Huelgas y borrascas
LA SUCESIÓN de huelgas, día tras día, hasta configurar un panorama actual y un inmediato porvenir de gran paralización en la actividad nacional, preocupa a todos los españoles, excepto, al parecer, a ese puñado que se reúne en los Consejos de Ministros, a juzgar por el silencio pertinaz y la pasividad que exhiben el Gobierno y su presidente. A las numerosas jornadas lectivas perdidas ya en casi todos los ,niveles de la enseñanza se sumó y sigue sumando la dejación de atenciones en multitud de hospitales. A las manifestaciones de tractores se añaden las huelgas de ambulancias, a los paros de los profesores de EGB en las escuelas públicas se unen los de la enseñanza privada, los médicos rurales y recientemente otros profesores de enseñanza media por motivos distintos. La falta de acuerdo en la negociación de los convenios colectivos ha desatado una ristra de huelgas en la construcción, que afectan a la mayoría de las provincias, y ya se agregan los paros en las empresas de automoción y cualesquiera otras que, como es previsible, no alcanzarán fácilmente un pacto. Esto, aparte del grave problema que se ha planteado en Reinosa y que sigue sin solución.En el horizonte de la próxima semana, los empleados de las compañías de transporte público han convocado estratégicamente sus días de huelga para producir el mayor daño en la población y el mayor deterioro en los ingresos turísticos. Hasta los 87 paradores nacionales se unen en días críticos para multiplicar el deterioro. Desde Iberia y Aviaco hasta Renfe, los paros en el Metro madrileño o en compañías de transporte naval, las comunicaciones por tierra, mar y aire tienden a sufrir un colapso ante el cual, de nuevo, la indiferencia de la Administración rebasa los niveles de la paciencia ciudadana. Si, pese a todo, los españoles se deciden a viajar durante la Semana Santa, la congestión en las carreteras puede incrementar las ya de por sí alarmantes cifras que en jornadas similares deparan las redes viarias españolas.

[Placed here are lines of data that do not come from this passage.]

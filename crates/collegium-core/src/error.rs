//! Error types for collegium-core.

use std::path::{Path, PathBuf};

/// Errors that can occur while loading, configuring, or paging records.
///
/// All error variants are marked with `#[non_exhaustive]` to allow
/// adding new error types without breaking changes.
#[derive(Debug, thiserror::Error)]
#[non_exhaustive]
pub enum Error {
    /// I/O error tied to a specific path.
    #[error("I/O error at {path}: {source}")]
    Io {
        /// Path that was being read or written
        path: PathBuf,
        /// Underlying I/O error
        #[source]
        source: std::io::Error,
    },

    /// JSON serialization/deserialization error
    #[error("Serialization error: {0}")]
    Json(#[from] serde_json::Error),

    /// HTTP fetch failure (connection, status, body)
    #[error("HTTP error: {message}")]
    Http {
        /// Human-readable error message
        message: String,
    },

    /// Configuration error
    #[error("Configuration error: {message}")]
    Config {
        /// What configuration is problematic
        message: String,
    },

    /// Validation error
    #[error("Validation error: {message}")]
    Validation {
        /// Field or aspect that failed validation
        field: Option<String>,
        /// What went wrong
        message: String,
    },

    /// The record set could not be loaded.
    #[error("Failed to load records from {source_name}: {reason}")]
    LoadFailed {
        /// Path or URL that was being loaded
        source_name: String,
        /// Why the load failed
        reason: String,
        /// Whether the underlying failure was transient
        retryable: bool,
    },

    /// An operation needed the record set before it finished loading.
    #[error("Records are not loaded yet")]
    NotLoaded,

    /// An operation exceeded its deadline.
    #[error("Timed out after {millis}ms")]
    Timeout {
        /// Deadline in milliseconds
        millis: u64,
    },

    /// The owning session was closed or the request was superseded.
    #[error("Operation cancelled")]
    Cancelled,
}

/// Convenience `Result` type alias for Collegium operations.
pub type Result<T> = std::result::Result<T, Error>;

impl Error {
    /// Returns whether this error is retryable.
    ///
    /// Transient failures (I/O, network, deadlines) are retryable; bad
    /// input and bad configuration are not.
    pub fn is_retryable(&self) -> bool {
        match self {
            Error::Io { .. } => true,
            Error::Http { .. } => true,
            Error::Timeout { .. } => true,
            Error::LoadFailed { retryable, .. } => *retryable,
            Error::NotLoaded => true,
            Error::Json(_) => false,
            Error::Config { .. } => false,
            Error::Validation { .. } => false,
            Error::Cancelled => false,
        }
    }

    /// Creates an I/O error carrying the path it happened on.
    pub fn io_with_path(source: std::io::Error, path: impl AsRef<Path>) -> Self {
        Error::Io {
            path: path.as_ref().to_path_buf(),
            source,
        }
    }

    /// Creates a new HTTP error.
    pub fn http<S: Into<String>>(message: S) -> Self {
        Error::Http {
            message: message.into(),
        }
    }

    /// Creates a new configuration error.
    pub fn config<S: Into<String>>(message: S) -> Self {
        Error::Config {
            message: message.into(),
        }
    }

    /// Creates a new validation error.
    pub fn validation<S: Into<String>>(message: S) -> Self {
        Error::Validation {
            field: None,
            message: message.into(),
        }
    }

    /// Creates a new validation error with a field name.
    pub fn validation_field<F, M>(field: F, message: M) -> Self
    where
        F: Into<String>,
        M: Into<String>,
    {
        Error::Validation {
            field: Some(field.into()),
            message: message.into(),
        }
    }

    /// Wraps the error that stopped a load of `source_name`.
    pub fn load_failed<S: Into<String>>(source_name: S, cause: &Error) -> Self {
        Error::LoadFailed {
            source_name: source_name.into(),
            reason: cause.to_string(),
            retryable: cause.is_retryable(),
        }
    }
}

Poca duda cabe de que en el movimiento de los médicos o en la actitud de los catedráticos, escocidos por la ley socialista sobre incompatibilidades, es posible descubrir un componente político unido a la reivindicación laboral. Igualmente es inocente negar que en las revueltas estudiantiles no hayan participado intereses ajenos a las meras solicitudes académicas. Sin embargo, es también innegable que en la autoridad económica, planteando los objetivos para 1987 ha existido un grado de incompetencia y una falta de pulso político. Si es cierto, como se anunciaba, que 1987 sería el primer año en que se advertiría la salida de la crisis económica, no cabe duda de que el Gobierno ha hecho poco para que en estos meses se consolidara el cambio de situación. Más bien al contrario, ha sido el Estado como empresario y el sector público en general quien ha representado el papel de pionero y protagonista máximo de la conflictividad. La irresponsabilidad sindical, el culto al corporativismo, el oportunismo de algunos sectores... De todo hay en el panorama. Muchas de las huelgas a las que asistimos no sólo son impopulares, sino que no están justificadas en absoluto a los ojos de la opinión pública. La conflictividad en la sanidad, so pretexto de que ésta no funciona, es además el punto de encuentro de todas las demagogias de la izquierda y de la derecha y un ejemplo clarísono de hasta dónde puede llegar el propio aprecio de un sector de la clase médica. Las huelgas en los transportes no dañan a las empresas tanto como a los usuarios.
Pero el silencio no puede ser la respuesta. Y el silencio es lo que prima ahora en el Gobierno. Reconocer que la cadena de huelgas refleja un malestar en el que va incluida la torpeza de los gobernantes sería el primer paso para empezar a solucionar este trastorno civil. Gobernar no es sólo hacer leyes ni dictar nombramientos. Gobernar es exactamente eso: conducir una sociedad, infundirle confianza y seguridad en su destino. Para eso lo primero es hablarle, aunque sólo fuera de cuando en cuando.